I am going to be receiving an Excel Spreadsheet every month that's a summary of a bunch of different groups. I've created a mockup of what I'm going to be getting.
What I need to do is create a number of graphs (in R) using this data where (for example) the first graph is a line graph with the months for groups AB, CDE, and F. The second graph would be a bar chart for the same groups but for the quarters, etc. etc.
If this was the raw data, this wouldn't be as much of a challenge; unfortunately I won't (and can't) get the raw data, so have to make do with this.
I have no idea where to even start with this; should I transpose the data so I have Group | Month | Count? Or transpose it so that the Months are the rows and the groups the columns?
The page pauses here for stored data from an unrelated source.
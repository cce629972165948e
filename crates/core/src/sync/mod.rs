//! Incremental catalog synchronization.
//!
//! A run reads the watermark (the date of the last successful run), walks the
//! listing down to it, upserts what it found and only then moves the
//! watermark forward. A failed run leaves the watermark alone, so the next run
//! covers the same range again.

mod controller;
mod types;
mod watermark;

pub use controller::SyncController;
pub use types::*;
pub use watermark::{read_watermark, write_watermark, WATERMARK_FORMAT, WATERMARK_KEY};
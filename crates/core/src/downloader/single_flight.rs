//! Single-flight downloader implementation.

use std::collections::HashSet;
use std::ffi::OsString;
use std::path::{Path, PathBuf};
use std::sync::{Arc, Mutex};
use std::time::Duration;

use reqwest::Client;
use tokio::fs::{self, File};
use tokio::io::AsyncWriteExt;
use tokio::task::JoinHandle;
use tracing::{debug, error, info, warn};

use super::error::DownloadError;
use crate::config::DownloaderConfig;

/// Suffix of the file a download is streamed into before the swap.
const TEMP_SUFFIX: &str = ".tmp";

/// What happened to a download request.
#[derive(Debug, Clone, Copy, PartialEq, Eq)]
pub enum DownloadOutcome {
    /// The destination now holds the downloaded content.
    Completed { bytes: u64 },
    /// Another download to the same destination was already in flight.
    Skipped,
    /// The attempt failed and was abandoned; the destination is unchanged.
    Failed,
}

type InFlight = Mutex<HashSet<PathBuf>>;

/// Removes a destination from the in-flight set when the attempt ends,
/// whichever way it ends.
struct InFlightGuard<'a> {
    in_flight: &'a InFlight,
    destination: PathBuf,
}

impl Drop for InFlightGuard<'_> {
    fn drop(&mut self) {
        self.in_flight
            .lock()
            .unwrap_or_else(|e| e.into_inner())
            .remove(&self.destination);
    }
}

/// Downloads files, allowing at most one in-flight download per destination.
pub struct SingleFlightDownloader {
    client: Client,
    in_flight: InFlight,
}

impl SingleFlightDownloader {
    /// Creates a downloader; requests are unbounded unless a timeout is set.
    pub fn new(config: &DownloaderConfig) -> Result<Self, DownloadError> {
        let mut builder = Client::builder()
            .user_agent(format!("beatsync/{}", env!("CARGO_PKG_VERSION")));
        if let Some(secs) = config.timeout_secs {
            builder = builder.timeout(Duration::from_secs(secs));
        }
        let client = builder
            .build()
            .map_err(|e| DownloadError::NotConfigured(e.to_string()))?;

        Ok(Self::with_client(client))
    }

    /// Creates a downloader around an existing client.
    pub fn with_client(client: Client) -> Self {
        Self {
            client,
            in_flight: Mutex::new(HashSet::new()),
        }
    }

    /// Number of downloads currently in flight.
    pub fn in_flight_count(&self) -> usize {
        self.in_flight
            .lock()
            .unwrap_or_else(|e| e.into_inner())
            .len()
    }

    /// Whether a download to `destination` is currently in flight.
    pub fn is_in_flight(&self, destination: &Path) -> bool {
        self.in_flight
            .lock()
            .unwrap_or_else(|e| e.into_inner())
            .contains(destination)
    }

    /// Downloads `url` to `destination`, replacing any existing file.
    ///
    /// If a download to the same destination is already running this call
    /// does nothing. Errors are logged, never returned.
    pub async fn download(&self, url: &str, destination: impl AsRef<Path>) -> DownloadOutcome {
        let destination = destination.as_ref();

        let Some(_guard) = self.admit(destination) else {
            debug!(
                "Download to {:?} already in flight, dropping request for {}",
                destination, url
            );
            return DownloadOutcome::Skipped;
        };

        let temp = temp_path(destination);
        match self.transfer(url, destination, &temp).await {
            Ok(bytes) => {
                info!("Downloaded {} to {:?} ({} bytes)", url, destination, bytes);
                DownloadOutcome::Completed { bytes }
            }
            Err(e) => {
                error!("Could not download {:?} from {}: {}", destination, url, e);
                if let Err(e) = fs::remove_file(&temp).await {
                    if e.kind() != std::io::ErrorKind::NotFound {
                        warn!("Failed to remove partial download {:?}: {}", temp, e);
                    }
                }
                DownloadOutcome::Failed
            }
        }
    }

    /// Starts a download in the background.
    pub fn spawn(
        self: &Arc<Self>,
        url: impl Into<String>,
        destination: impl Into<PathBuf>,
    ) -> JoinHandle<DownloadOutcome> {
        let downloader = Arc::clone(self);
        let url = url.into();
        let destination = destination.into();
        tokio::spawn(async move { downloader.download(&url, &destination).await })
    }

    /// Claims `destination`; `None` if it is already claimed.
    fn admit(&self, destination: &Path) -> Option<InFlightGuard<'_>> {
        let mut in_flight = self.in_flight.lock().unwrap_or_else(|e| e.into_inner());
        if !in_flight.insert(destination.to_path_buf()) {
            return None;
        }
        Some(InFlightGuard {
            in_flight: &self.in_flight,
            destination: destination.to_path_buf(),
        })
    }

    /// Streams `url` into `temp`, then renames it over `destination`.
    async fn transfer(
        &self,
        url: &str,
        destination: &Path,
        temp: &Path,
    ) -> Result<u64, DownloadError> {
        if let Some(parent) = destination.parent() {
            if !parent.as_os_str().is_empty() {
                fs::create_dir_all(parent)
                    .await
                    .map_err(|e| DownloadError::io(parent, e))?;
            }
        }

        let mut response = self
            .client
            .get(url)
            .send()
            .await
            .map_err(|e| DownloadError::http(url, e))?;

        let status = response.status();
        if !status.is_success() {
            return Err(DownloadError::Status {
                url: url.to_string(),
                status: status.as_u16(),
            });
        }

        let mut file = File::create(temp)
            .await
            .map_err(|e| DownloadError::io(temp, e))?;

        let mut bytes = 0u64;
        while let Some(chunk) = response
            .chunk()
            .await
            .map_err(|e| DownloadError::http(url, e))?
        {
            file.write_all(&chunk)
                .await
                .map_err(|e| DownloadError::io(temp, e))?;
            bytes += chunk.len() as u64;
        }

        file.flush().await.map_err(|e| DownloadError::io(temp, e))?;
        file.sync_all()
            .await
            .map_err(|e| DownloadError::io(temp, e))?;
        drop(file);

        // rename replaces an existing destination in one step
        fs::rename(temp, destination)
            .await
            .map_err(|e| DownloadError::io(destination, e))?;

        Ok(bytes)
    }
}

/// `<destination>.tmp`
fn temp_path(destination: &Path) -> PathBuf {
    let mut name = OsString::from(destination.as_os_str());
    name.push(TEMP_SUFFIX);
    PathBuf::from(name)
}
I'm still learning R so really open to whatever suggestions you have :) Thanks Chris
CodePudding user response:
This is the kind of stuff that the tidyverse was invented to address.
If it were me, I would start by breaking it into two sets of data
- Quarterly Set
- Monthly Set
library(tidyverse)
quarterly<-data%>%select(Q1, Q2, Q3, Q4)%>% t
This selects only the columns listened saves them to a file quarterly and makes a column withQ and the alpha numerics int their own columns. From there you can add columns and group as you wish prior to plotting.
monthly<-data%>%select(-Q1, -Q2,-Q3,-Q4, -Total)%>%t
This saves everything BUT the quarterly and Total values into the data frame months
also transposing it so you have a column with months a column for each alpha label to allow you to do your summing then plot.
From there you should be able to use a good ggplot2 tutorial to get you going on the graphs. This is really more about thinking about data structure than programming.
It is always a good idea to break things down into conceptual steps
- what do I have?
- what do I need to have?
- what do I have to do to get there?
Then work through it. Subset the relevant data, restructure it and then plot it.
Once you figure out what you will need to do you can build function to apply each month when you get your aggregates to reduce the burden associated with doing everything manually.